INSTRUCTIONS FOR THE TASK
Find "pub fn of(packs: &[P])" and "first identifier outside" in the records below. Copy the lines holding them and every line between, exactly, and no others.

RAW DATA
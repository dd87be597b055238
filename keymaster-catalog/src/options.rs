//! Host-supplied configuration and content-pack ownership.
//!
//! Options arrive as a flat map of option key to selected members, usually
//! from JSON. Providers that recognise an option bind it into a typed
//! [`PackSet`] once at construction; unknown members are rejected there.

use crate::error::CatalogError;
use log::{debug, warn};
use serde::{Deserialize, Serialize};
use std::collections::{BTreeMap, BTreeSet};
use std::fmt::Debug;

/// A closed enumeration of optional content packs (DLC, expansions).
pub trait ContentPack: Copy + Ord + Debug + 'static {
    /// Option key the host uses for this set, e.g. `melvor_idle_dlc_owned`.
    const OPTION_KEY: &'static str;
    /// Human readable option name.
    const DISPLAY_NAME: &'static str;
    /// Every legal member, in extension order.
    const ALL: &'static [Self];

    fn key(self) -> &'static str;

    #[must_use]
    fn from_key(key: &str) -> Option<Self> {
        Self::ALL.iter().copied().find(|pack| pack.key() == key)
    }

    #[must_use]
    fn valid_keys() -> Vec<&'static str> {
        Self::ALL.iter().map(|pack| pack.key()).collect()
    }
}

/// Immutable set of owned packs.
#[derive(Debug, Clone, PartialEq, Eq)]
pub struct PackSet<P: ContentPack> {
    owned: BTreeSet<P>,
}

impl<P: ContentPack> PackSet<P> {
    #[must_use]
    pub fn all() -> Self {
        Self {
            owned: P::ALL.iter().copied().collect(),
        }
    }

    #[must_use]
    pub fn none() -> Self {
        Self {
            owned: BTreeSet::new(),
        }
    }

    #[must_use]
    pub fn of(packs: &[P]) -> Self {
        Self {
            owned: packs.iter().copied().collect(),
        }
    }

    /// Bind a list of pack identifiers.
    ///
    /// # Errors
    ///
    /// Returns [`CatalogError::UnknownPack`] for the first identifier outside
    /// the closed list.
    pub fn from_keys<I, S>(keys: I) -> Result<Self, CatalogError>
    where
        I: IntoIterator<Item = S>,
        S: AsRef<str>,
    {
        let mut owned = BTreeSet::new();
        for key in keys {
            let key = key.as_ref();
            let Some(pack) = P::from_key(key) else {
                return Err(CatalogError::UnknownPack {
                    option: P::OPTION_KEY,
                    key: key.to_string(),
                    valid: P::valid_keys(),
                });
            };
            owned.insert(pack);
        }
        Ok(Self { owned })
    }

    #[must_use]
    pub fn contains(&self, pack: P) -> bool {
        self.owned.contains(&pack)
    }

    /// Owned packs in extension order, which is the order of `P::ALL`.
    pub fn iter(&self) -> impl Iterator<Item = P> + '_ {
        P::ALL
            .iter()
            .copied()
            .filter(|pack| self.owned.contains(pack))
    }

    #[must_use]
    pub fn len(&self) -> usize {
        self.owned.len()
    }

    #[must_use]
    pub fn is_empty(&self) -> bool {
        self.owned.is_empty()
    }

    #[must_use]
    pub fn keys(&self) -> Vec<&'static str> {
        self.iter().map(ContentPack::key).collect()
    }
}

impl<P: ContentPack> Default for PackSet<P> {
    fn default() -> Self {
        Self::all()
    }
}

/// Option values handed over by the host.
#[derive(Debug, Clone, Default, PartialEq, Eq, Serialize, Deserialize)]
#[serde(transparent)]
pub struct GameOptions {
    values: BTreeMap<String, Vec<String>>,
}

impl GameOptions {
    #[must_use]
    pub fn new() -> Self {
        Self::default()
    }

    /// Load option values from a JSON object of `key -> [members]`.
    ///
    /// # Errors
    ///
    /// Returns [`CatalogError::Options`] when the JSON does not have that shape.
    pub fn from_json(json: &str) -> Result<Self, CatalogError> {
        Ok(serde_json::from_str(json)?)
    }

    #[must_use]
    pub fn with<I, S>(mut self, key: &str, members: I) -> Self
    where
        I: IntoIterator<Item = S>,
        S: Into<String>,
    {
        self.values
            .insert(key.to_string(), members.into_iter().map(Into::into).collect());
        self
    }

    #[must_use]
    pub fn get(&self, key: &str) -> Option<&[String]> {
        self.values.get(key).map(Vec::as_slice)
    }

    /// Option keys present in these options, sorted.
    pub fn keys(&self) -> impl Iterator<Item = &str> {
        self.values.keys().map(String::as_str)
    }

    /// Keys no option in `known` accounts for, each logged with `warn!`.
    ///
    /// Hosts call this once after binding: a misspelt key would otherwise
    /// fall back to its option's default without notice.
    #[must_use]
    pub fn unrecognized_keys(&self, known: &[&str]) -> Vec<String> {
        let unknown: Vec<String> = self
            .keys()
            .filter(|key| !known.contains(key))
            .map(str::to_string)
            .collect();
        for key in &unknown {
            warn!("ignoring unrecognized option \"{key}\" (known: {})", known.join(", "));
        }
        unknown
    }

    /// Bind the pack set for `P`, defaulting to every pack when the host
    /// supplied nothing for its key.
    ///
    /// # Errors
    ///
    /// Returns [`CatalogError::UnknownPack`] for members outside the closed list.
    pub fn pack_set<P: ContentPack>(&self) -> Result<PackSet<P>, CatalogError> {
        let packs = match self.get(P::OPTION_KEY) {
            Some(members) => PackSet::from_keys(members)?,
            None => PackSet::all(),
        };
        debug!("bound {} = [{}]", P::OPTION_KEY, packs.keys().join(", "));
        Ok(packs)
    }
}

#[cfg(test)]
mod tests {
    use super::*;

    #[derive(Debug, Clone, Copy, PartialEq, Eq, PartialOrd, Ord)]
    enum Flavor {
        Salted,
        Sweet,
    }

    impl ContentPack for Flavor {
        const OPTION_KEY: &'static str = "flavors_owned";
        const DISPLAY_NAME: &'static str = "Flavors Owned";
        const ALL: &'static [Self] = &[Self::Salted, Self::Sweet];

        fn key(self) -> &'static str {
            match self {
                Self::Salted => "Salted",
                Self::Sweet => "Sweet",
            }
        }
    }

    #[test]
    fn missing_option_defaults_to_everything() {
        let packs = GameOptions::new().pack_set::<Flavor>().unwrap();
        assert_eq!(packs, PackSet::all());
        assert_eq!(packs.keys(), vec!["Salted", "Sweet"]);
    }

    #[test]
    fn explicit_empty_selection_owns_nothing() {
        let options = GameOptions::new().with("flavors_owned", Vec::<String>::new());
        let packs = options.pack_set::<Flavor>().unwrap();
        assert!(packs.is_empty());
        assert!(!packs.contains(Flavor::Sweet));
    }

    #[test]
    fn unknown_member_is_rejected_with_valid_list() {
        let options = GameOptions::new().with("flavors_owned", ["Sweet", "Sour"]);
        let err = options.pack_set::<Flavor>().unwrap_err();
        assert_eq!(
            err,
            CatalogError::UnknownPack {
                option: "flavors_owned",
                key: "Sour".to_string(),
                valid: vec!["Salted", "Sweet"],
            }
        );
    }

    #[test]
    fn iteration_follows_declaration_order() {
        let packs = PackSet::<Flavor>::from_keys(["Sweet", "Salted", "Sweet"]).unwrap();
        assert_eq!(packs.iter().collect::<Vec<_>>(), vec![Flavor::Salted, Flavor::Sweet]);
        assert_eq!(packs.len(), 2);
    }

    #[derive(Debug, Clone, Copy, PartialEq, Eq, PartialOrd, Ord)]
    enum Wave {
        Second,
        First,
    }

    impl ContentPack for Wave {
        const OPTION_KEY: &'static str = "waves_owned";
        const DISPLAY_NAME: &'static str = "Waves Owned";
        const ALL: &'static [Self] = &[Self::First, Self::Second];

        fn key(self) -> &'static str {
            match self {
                Self::First => "First",
                Self::Second => "Second",
            }
        }
    }

    #[test]
    fn iteration_follows_all_table_not_variant_order() {
        let packs = PackSet::<Wave>::from_keys(["Second", "First"]).unwrap();
        assert_eq!(packs.iter().collect::<Vec<_>>(), vec![Wave::First, Wave::Second]);
        assert_eq!(packs.keys(), vec!["First", "Second"]);
        assert_eq!(PackSet::<Wave>::of(&[Wave::Second]).keys(), vec!["Second"]);
    }

    #[test]
    fn misspelt_option_keys_are_reported() {
        let options = GameOptions::new()
            .with("flavors_owned", ["Sweet"])
            .with("flavors_onwed", Vec::<String>::new());
        assert_eq!(
            options.unrecognized_keys(&[Flavor::OPTION_KEY]),
            vec!["flavors_onwed".to_string()]
        );
        assert!(
            GameOptions::new()
                .with("flavors_owned", ["Sweet"])
                .unrecognized_keys(&[Flavor::OPTION_KEY])
                .is_empty()
        );
    }

    #[test]
    fn options_parse_from_json() {
        let options = GameOptions::from_json(r#"{ "flavors_owned": ["Salted"] }"#).unwrap();
        assert_eq!(options.get("flavors_owned"), Some(&["Salted".to_string()][..]));
        assert_eq!(
            options.pack_set::<Flavor>().unwrap(),
            PackSet::of(&[Flavor::Salted])
        );
        assert!(matches!(
            GameOptions::from_json("[1, 2]"),
            Err(CatalogError::Options(_))
        ));
    }
}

TASK OUTPUT
    pub fn of(packs: &[P]) -> Self {
        Self {
            owned: packs.iter().copied().collect(),
        }
    }

    /// Bind a list of pack identifiers.
    ///
    /// # Errors
    ///
    /// Returns [`CatalogError::UnknownPack`] for the first identifier outside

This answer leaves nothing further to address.